* _Work order_
Look for the string "Returns" in the data below, and copy each line that holds it.

[Collected data entries]
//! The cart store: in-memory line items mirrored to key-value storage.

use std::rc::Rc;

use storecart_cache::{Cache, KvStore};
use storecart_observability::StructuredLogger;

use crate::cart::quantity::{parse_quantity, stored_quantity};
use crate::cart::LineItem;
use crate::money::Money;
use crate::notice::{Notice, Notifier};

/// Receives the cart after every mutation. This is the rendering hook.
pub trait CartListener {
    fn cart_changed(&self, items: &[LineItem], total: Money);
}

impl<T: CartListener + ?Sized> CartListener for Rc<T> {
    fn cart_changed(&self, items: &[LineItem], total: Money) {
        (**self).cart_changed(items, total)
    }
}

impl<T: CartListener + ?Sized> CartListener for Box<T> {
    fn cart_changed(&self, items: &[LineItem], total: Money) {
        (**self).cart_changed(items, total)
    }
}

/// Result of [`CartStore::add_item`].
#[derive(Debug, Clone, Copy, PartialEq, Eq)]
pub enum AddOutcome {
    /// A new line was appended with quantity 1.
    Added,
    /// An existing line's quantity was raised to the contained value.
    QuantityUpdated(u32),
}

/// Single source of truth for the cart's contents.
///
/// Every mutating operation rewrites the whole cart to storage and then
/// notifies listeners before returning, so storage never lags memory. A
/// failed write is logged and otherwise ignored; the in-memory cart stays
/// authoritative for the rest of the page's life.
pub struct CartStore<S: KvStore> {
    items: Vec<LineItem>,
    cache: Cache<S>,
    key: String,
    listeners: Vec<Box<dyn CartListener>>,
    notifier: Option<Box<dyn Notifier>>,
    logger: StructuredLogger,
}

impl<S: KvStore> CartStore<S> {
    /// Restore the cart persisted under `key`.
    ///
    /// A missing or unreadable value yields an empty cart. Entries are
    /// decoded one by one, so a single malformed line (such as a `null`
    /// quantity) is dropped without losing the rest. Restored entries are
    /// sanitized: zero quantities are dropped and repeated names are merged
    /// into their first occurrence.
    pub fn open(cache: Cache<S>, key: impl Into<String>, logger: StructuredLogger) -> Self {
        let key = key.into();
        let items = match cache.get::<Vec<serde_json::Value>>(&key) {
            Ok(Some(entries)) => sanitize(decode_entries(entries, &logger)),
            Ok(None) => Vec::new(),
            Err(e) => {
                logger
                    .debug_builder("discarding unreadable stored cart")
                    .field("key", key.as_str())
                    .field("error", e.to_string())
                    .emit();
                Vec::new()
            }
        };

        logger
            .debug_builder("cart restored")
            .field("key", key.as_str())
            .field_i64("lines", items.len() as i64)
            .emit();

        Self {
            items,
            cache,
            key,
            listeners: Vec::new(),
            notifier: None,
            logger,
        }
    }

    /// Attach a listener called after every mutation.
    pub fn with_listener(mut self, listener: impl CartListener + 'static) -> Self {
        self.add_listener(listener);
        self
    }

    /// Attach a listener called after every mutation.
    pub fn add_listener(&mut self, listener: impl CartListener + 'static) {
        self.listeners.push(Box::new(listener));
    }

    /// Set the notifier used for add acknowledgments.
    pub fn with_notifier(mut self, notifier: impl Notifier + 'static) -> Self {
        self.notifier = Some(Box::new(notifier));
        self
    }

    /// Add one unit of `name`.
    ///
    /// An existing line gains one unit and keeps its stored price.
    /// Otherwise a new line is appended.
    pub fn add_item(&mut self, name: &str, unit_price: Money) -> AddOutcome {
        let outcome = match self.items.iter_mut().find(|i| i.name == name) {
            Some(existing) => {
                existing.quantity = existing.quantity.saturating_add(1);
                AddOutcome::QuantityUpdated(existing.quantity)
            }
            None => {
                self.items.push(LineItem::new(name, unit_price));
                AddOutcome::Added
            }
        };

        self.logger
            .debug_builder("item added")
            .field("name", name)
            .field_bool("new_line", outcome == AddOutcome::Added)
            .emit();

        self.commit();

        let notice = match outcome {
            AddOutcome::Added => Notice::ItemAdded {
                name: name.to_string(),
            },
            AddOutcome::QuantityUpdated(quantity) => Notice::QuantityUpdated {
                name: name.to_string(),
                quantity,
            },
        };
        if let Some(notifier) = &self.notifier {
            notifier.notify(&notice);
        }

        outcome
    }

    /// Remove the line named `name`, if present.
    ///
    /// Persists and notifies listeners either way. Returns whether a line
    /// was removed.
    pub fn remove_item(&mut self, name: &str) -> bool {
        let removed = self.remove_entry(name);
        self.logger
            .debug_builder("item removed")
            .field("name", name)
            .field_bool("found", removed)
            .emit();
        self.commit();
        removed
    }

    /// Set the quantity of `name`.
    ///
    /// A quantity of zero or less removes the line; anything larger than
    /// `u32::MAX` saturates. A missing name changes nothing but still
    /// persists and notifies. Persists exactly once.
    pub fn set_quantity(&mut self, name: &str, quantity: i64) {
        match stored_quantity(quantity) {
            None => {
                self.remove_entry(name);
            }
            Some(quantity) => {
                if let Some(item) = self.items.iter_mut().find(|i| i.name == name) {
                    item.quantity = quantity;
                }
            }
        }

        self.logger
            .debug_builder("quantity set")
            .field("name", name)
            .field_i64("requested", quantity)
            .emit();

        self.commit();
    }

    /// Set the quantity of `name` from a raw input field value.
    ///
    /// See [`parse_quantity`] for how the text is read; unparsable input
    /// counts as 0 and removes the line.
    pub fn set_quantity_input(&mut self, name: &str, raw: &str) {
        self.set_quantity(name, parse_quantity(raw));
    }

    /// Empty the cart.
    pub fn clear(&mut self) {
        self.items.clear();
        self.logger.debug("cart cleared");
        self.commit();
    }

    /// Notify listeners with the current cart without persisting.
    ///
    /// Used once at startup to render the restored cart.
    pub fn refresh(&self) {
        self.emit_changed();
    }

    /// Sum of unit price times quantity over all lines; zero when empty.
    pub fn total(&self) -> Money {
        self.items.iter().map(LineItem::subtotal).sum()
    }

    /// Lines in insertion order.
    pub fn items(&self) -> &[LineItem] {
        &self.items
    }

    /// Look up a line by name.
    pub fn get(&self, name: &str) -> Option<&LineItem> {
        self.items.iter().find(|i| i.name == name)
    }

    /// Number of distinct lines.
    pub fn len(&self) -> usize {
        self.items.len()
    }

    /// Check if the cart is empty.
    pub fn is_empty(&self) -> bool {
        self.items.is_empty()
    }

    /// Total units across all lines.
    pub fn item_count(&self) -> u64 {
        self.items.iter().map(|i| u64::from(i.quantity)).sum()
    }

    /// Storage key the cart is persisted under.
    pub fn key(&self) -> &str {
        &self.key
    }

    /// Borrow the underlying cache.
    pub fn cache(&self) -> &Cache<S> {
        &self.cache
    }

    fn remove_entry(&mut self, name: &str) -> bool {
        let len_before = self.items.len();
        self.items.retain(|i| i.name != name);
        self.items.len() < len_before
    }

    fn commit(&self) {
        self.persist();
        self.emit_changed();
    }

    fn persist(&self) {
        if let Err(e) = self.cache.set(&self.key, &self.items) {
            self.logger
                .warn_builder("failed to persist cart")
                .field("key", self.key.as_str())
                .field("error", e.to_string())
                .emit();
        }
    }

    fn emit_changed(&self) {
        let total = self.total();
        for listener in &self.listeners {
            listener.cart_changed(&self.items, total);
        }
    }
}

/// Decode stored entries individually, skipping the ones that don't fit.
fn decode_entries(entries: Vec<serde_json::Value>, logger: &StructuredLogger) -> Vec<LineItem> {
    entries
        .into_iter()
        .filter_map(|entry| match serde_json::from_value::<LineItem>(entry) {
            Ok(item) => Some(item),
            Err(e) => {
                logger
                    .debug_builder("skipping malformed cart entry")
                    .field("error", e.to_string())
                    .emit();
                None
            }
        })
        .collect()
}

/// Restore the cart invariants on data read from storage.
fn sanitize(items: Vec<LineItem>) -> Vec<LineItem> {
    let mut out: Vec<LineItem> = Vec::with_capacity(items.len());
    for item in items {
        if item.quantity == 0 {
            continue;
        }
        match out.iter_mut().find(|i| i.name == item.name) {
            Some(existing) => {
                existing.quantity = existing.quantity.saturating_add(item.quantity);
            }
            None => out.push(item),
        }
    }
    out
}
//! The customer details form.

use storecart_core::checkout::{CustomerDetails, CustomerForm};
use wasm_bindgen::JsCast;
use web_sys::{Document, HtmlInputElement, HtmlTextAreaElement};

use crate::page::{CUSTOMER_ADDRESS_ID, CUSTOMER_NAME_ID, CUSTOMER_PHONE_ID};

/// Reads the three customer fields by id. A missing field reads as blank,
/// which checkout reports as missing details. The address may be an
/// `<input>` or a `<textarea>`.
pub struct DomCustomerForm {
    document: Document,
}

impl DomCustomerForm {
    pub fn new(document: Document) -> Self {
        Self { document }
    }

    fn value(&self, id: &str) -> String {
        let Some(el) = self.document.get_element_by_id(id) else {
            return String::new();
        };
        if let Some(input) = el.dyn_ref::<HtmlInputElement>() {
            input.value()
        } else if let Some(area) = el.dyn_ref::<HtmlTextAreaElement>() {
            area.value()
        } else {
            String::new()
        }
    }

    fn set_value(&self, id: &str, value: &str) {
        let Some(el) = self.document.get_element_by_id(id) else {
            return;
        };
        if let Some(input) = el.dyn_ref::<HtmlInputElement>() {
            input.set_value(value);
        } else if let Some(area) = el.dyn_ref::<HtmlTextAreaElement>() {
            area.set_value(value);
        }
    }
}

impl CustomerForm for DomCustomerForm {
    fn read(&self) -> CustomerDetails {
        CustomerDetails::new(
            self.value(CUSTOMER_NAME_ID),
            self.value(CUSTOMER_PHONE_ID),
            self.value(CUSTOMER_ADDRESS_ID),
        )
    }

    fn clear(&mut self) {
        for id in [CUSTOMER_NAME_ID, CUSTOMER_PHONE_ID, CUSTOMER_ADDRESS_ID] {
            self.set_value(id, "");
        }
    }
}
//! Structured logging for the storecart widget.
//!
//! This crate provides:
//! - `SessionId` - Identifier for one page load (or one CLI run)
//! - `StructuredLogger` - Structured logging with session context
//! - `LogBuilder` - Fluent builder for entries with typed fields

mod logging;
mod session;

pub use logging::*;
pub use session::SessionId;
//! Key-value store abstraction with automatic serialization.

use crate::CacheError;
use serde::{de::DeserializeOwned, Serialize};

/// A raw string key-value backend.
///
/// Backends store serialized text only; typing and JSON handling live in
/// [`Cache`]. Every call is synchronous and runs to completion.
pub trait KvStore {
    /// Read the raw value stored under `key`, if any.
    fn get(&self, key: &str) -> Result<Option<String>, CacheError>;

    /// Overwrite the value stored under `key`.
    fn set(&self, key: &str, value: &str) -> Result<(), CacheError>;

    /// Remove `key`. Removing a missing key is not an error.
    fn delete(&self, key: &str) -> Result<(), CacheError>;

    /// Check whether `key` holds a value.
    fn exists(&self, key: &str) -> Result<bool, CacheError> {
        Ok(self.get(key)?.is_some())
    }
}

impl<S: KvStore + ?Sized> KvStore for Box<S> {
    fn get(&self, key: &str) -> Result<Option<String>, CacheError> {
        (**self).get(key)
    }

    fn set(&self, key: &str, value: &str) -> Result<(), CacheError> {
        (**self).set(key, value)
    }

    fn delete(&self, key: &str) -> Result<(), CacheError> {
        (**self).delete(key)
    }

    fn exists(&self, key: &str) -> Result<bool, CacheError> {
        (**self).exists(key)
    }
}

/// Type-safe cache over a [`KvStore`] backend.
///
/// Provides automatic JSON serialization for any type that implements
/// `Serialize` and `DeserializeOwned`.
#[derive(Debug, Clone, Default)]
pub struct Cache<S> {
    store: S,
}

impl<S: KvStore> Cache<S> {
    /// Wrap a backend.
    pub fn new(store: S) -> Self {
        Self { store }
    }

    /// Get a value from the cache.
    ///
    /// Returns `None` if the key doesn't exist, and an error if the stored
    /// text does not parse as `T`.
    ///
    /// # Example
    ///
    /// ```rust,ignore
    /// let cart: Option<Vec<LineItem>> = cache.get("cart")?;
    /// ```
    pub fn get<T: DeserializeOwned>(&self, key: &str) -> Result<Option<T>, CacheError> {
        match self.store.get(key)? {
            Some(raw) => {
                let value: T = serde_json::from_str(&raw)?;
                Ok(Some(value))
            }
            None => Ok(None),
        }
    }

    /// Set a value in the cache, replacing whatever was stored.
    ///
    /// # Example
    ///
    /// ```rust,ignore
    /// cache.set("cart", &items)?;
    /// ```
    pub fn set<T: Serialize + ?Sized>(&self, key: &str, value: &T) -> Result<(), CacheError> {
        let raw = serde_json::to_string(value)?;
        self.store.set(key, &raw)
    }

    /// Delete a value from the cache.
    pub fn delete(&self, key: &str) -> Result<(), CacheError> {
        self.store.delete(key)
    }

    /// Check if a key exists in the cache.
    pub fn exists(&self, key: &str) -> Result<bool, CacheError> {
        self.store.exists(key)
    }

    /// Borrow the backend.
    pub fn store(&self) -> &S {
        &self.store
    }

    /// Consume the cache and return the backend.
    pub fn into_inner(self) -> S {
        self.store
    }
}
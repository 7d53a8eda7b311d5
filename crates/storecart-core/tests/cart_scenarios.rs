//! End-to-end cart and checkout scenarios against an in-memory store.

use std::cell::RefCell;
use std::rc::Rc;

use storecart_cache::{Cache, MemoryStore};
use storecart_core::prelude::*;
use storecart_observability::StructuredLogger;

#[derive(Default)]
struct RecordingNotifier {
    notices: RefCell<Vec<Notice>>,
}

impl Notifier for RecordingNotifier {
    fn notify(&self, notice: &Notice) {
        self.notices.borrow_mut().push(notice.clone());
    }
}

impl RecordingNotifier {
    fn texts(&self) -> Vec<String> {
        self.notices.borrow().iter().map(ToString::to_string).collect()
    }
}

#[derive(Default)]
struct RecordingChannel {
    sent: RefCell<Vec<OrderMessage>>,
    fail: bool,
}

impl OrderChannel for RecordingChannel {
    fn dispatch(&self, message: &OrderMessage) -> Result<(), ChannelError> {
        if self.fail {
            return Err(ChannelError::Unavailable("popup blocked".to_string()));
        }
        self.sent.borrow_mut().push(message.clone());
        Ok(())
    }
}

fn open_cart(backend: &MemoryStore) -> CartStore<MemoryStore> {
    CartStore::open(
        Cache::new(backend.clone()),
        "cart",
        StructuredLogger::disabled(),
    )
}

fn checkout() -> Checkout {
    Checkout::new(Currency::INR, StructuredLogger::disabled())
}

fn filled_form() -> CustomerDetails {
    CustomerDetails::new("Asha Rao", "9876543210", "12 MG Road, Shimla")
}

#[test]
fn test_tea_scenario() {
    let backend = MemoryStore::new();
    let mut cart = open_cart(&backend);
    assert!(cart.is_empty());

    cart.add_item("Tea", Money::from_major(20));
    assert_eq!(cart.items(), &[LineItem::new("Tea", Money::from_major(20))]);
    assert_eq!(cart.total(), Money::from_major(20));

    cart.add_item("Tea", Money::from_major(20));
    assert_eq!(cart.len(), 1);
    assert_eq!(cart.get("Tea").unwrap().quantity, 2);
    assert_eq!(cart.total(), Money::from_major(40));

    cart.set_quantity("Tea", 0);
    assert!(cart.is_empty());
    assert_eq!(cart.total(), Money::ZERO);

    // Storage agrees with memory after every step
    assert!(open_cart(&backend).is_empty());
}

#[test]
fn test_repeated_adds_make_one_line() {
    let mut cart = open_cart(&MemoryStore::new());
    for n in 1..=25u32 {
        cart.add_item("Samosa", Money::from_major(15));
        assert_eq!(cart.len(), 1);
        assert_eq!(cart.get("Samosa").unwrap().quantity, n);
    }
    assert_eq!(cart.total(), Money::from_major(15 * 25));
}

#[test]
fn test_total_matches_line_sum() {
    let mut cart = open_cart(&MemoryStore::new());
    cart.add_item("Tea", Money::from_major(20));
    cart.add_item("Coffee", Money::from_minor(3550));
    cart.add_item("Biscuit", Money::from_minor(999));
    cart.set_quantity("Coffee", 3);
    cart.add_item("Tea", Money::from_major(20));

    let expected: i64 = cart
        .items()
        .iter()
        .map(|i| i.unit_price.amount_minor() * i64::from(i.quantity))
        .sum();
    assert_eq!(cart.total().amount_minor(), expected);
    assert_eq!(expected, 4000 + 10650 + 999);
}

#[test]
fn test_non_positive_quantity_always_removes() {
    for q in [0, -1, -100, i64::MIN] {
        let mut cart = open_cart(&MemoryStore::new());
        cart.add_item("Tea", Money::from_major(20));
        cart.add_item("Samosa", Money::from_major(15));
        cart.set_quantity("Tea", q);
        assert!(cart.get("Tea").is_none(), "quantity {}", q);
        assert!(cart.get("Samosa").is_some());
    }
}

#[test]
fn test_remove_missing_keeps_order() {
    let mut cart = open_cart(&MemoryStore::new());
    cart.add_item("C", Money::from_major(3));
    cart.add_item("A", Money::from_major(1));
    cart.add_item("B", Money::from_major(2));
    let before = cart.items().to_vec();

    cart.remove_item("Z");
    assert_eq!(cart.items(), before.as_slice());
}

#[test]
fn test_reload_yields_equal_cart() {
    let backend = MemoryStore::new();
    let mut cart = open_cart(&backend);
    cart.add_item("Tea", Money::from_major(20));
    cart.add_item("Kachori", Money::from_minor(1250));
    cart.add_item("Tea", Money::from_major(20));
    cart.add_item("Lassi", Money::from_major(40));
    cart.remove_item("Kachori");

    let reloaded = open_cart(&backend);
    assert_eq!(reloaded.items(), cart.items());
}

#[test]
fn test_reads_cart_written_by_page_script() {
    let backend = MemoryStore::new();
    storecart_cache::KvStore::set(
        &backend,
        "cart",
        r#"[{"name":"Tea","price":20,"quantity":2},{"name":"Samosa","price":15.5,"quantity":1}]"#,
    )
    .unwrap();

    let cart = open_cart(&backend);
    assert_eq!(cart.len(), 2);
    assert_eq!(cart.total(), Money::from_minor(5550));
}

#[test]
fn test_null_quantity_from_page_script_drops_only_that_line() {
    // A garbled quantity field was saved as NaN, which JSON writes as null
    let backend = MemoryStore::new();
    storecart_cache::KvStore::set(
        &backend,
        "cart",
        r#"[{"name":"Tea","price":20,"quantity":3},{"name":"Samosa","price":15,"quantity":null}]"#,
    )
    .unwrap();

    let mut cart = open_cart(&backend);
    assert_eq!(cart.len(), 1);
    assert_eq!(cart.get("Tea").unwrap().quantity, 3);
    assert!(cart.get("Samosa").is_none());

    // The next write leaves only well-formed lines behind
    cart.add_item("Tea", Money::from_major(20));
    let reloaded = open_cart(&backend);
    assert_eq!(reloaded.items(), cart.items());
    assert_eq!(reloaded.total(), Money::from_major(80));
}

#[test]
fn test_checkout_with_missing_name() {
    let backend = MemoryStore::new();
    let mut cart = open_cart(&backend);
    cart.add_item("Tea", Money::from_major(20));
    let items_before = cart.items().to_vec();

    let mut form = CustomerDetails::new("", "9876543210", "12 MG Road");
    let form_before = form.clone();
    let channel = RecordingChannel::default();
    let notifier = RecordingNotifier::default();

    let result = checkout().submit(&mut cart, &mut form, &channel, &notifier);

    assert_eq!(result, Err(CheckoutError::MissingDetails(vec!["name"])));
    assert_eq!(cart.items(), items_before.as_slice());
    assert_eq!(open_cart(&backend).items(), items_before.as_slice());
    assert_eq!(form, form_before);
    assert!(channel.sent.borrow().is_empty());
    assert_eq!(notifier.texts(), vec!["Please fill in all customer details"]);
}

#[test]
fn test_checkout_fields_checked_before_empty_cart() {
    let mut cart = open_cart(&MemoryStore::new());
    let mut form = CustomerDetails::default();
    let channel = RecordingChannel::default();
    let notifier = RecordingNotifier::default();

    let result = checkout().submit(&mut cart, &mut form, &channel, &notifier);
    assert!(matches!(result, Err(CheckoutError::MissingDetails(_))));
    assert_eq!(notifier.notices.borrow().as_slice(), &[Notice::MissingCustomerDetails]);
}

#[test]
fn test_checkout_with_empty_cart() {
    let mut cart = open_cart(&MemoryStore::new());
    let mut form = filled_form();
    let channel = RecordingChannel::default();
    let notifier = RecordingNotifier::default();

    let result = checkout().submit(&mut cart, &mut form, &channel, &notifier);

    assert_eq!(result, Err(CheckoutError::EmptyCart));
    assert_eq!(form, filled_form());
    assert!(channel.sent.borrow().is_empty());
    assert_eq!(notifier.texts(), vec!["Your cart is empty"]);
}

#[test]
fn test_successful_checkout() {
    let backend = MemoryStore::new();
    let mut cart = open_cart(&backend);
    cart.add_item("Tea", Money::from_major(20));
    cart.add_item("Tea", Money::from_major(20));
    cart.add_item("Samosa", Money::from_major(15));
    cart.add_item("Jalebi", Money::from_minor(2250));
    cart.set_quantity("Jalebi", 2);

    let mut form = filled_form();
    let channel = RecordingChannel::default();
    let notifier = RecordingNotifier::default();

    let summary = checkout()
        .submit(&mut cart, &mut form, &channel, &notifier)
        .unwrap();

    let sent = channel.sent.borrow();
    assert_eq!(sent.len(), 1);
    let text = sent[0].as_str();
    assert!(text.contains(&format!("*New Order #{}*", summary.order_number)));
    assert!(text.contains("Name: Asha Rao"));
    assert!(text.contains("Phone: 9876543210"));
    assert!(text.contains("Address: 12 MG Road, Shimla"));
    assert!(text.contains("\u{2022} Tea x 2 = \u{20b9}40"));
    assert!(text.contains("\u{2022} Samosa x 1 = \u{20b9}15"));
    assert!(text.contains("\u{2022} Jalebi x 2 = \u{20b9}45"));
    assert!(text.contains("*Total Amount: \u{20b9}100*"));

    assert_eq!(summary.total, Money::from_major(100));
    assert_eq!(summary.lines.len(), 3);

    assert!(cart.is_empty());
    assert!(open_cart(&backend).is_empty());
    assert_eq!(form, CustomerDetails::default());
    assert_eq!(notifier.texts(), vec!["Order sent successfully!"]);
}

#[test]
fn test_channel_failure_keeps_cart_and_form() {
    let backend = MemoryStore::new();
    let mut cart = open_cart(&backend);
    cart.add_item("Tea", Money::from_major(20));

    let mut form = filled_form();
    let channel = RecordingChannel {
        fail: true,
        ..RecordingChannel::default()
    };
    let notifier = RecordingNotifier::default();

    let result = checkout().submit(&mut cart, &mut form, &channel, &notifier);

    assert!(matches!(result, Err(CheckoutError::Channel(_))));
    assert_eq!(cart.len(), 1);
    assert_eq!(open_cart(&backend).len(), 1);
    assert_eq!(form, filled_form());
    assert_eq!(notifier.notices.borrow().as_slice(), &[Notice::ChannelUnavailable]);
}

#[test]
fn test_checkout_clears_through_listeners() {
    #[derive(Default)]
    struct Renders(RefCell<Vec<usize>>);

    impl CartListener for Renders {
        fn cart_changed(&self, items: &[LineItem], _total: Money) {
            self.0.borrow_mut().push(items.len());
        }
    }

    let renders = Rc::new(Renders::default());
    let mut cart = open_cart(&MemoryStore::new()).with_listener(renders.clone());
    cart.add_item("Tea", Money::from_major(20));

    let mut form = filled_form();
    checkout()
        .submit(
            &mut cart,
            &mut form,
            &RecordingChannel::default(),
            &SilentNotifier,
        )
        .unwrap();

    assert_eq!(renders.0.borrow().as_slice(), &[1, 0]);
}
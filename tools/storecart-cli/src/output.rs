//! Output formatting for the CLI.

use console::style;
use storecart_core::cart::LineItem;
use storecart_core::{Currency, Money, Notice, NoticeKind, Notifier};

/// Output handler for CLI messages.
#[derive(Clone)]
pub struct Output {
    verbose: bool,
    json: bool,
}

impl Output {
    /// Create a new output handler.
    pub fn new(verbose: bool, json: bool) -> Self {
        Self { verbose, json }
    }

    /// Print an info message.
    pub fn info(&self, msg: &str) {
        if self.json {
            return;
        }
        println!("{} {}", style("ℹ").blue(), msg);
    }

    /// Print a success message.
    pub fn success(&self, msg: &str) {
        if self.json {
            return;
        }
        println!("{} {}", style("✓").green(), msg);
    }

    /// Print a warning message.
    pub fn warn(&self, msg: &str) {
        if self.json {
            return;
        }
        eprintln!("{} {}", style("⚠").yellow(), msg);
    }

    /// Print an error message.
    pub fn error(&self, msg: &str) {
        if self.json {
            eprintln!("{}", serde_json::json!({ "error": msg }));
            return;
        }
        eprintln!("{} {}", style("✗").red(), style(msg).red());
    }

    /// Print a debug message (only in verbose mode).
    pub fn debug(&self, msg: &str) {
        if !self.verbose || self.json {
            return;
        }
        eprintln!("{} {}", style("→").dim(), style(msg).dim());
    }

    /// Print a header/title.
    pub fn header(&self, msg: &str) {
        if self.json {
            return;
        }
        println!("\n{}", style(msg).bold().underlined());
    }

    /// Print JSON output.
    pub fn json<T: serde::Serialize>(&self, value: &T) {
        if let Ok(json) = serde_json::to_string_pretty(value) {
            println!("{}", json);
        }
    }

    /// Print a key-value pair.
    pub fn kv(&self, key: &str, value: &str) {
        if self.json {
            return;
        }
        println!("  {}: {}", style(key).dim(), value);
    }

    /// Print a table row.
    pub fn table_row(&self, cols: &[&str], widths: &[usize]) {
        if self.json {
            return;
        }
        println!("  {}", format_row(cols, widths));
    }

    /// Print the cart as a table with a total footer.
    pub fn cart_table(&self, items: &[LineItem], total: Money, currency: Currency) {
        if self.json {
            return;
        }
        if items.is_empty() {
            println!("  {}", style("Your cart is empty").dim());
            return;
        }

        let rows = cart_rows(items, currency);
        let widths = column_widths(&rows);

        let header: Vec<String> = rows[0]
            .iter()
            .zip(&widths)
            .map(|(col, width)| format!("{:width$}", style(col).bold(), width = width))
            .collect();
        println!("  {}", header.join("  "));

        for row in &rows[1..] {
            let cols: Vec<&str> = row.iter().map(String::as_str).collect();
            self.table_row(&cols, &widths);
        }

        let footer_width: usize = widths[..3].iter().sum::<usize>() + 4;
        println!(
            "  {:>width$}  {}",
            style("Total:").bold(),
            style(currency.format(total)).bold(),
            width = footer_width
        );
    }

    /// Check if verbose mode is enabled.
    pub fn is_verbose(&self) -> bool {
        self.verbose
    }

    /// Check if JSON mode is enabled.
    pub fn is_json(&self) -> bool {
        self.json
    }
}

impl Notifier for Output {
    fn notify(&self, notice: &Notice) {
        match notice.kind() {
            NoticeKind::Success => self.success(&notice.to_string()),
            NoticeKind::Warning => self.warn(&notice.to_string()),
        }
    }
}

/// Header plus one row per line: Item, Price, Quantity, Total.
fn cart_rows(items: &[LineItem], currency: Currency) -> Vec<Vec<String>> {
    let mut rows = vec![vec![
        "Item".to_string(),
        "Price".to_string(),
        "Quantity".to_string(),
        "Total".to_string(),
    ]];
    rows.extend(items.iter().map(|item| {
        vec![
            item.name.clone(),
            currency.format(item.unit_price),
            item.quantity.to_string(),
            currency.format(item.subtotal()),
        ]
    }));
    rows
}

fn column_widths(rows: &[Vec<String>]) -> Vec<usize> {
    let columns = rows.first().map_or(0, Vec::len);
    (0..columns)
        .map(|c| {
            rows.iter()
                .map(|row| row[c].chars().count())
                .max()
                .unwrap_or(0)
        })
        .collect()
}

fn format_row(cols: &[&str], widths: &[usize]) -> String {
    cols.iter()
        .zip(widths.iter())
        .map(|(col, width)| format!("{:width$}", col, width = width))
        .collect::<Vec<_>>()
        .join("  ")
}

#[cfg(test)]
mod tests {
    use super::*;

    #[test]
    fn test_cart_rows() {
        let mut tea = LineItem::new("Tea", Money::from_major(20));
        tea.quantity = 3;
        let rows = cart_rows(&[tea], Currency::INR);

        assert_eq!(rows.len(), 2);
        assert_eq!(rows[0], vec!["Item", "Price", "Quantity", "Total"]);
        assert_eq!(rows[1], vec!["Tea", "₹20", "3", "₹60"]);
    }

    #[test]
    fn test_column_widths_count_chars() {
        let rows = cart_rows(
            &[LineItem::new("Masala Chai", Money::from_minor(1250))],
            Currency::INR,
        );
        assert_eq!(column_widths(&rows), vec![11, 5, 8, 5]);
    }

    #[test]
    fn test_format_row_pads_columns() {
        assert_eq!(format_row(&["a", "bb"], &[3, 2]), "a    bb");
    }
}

* _Expected answer_
    /// Persists and notifies listeners either way. Returns whether a line
    /// Returns `None` if the key doesn't exist, and an error if the stored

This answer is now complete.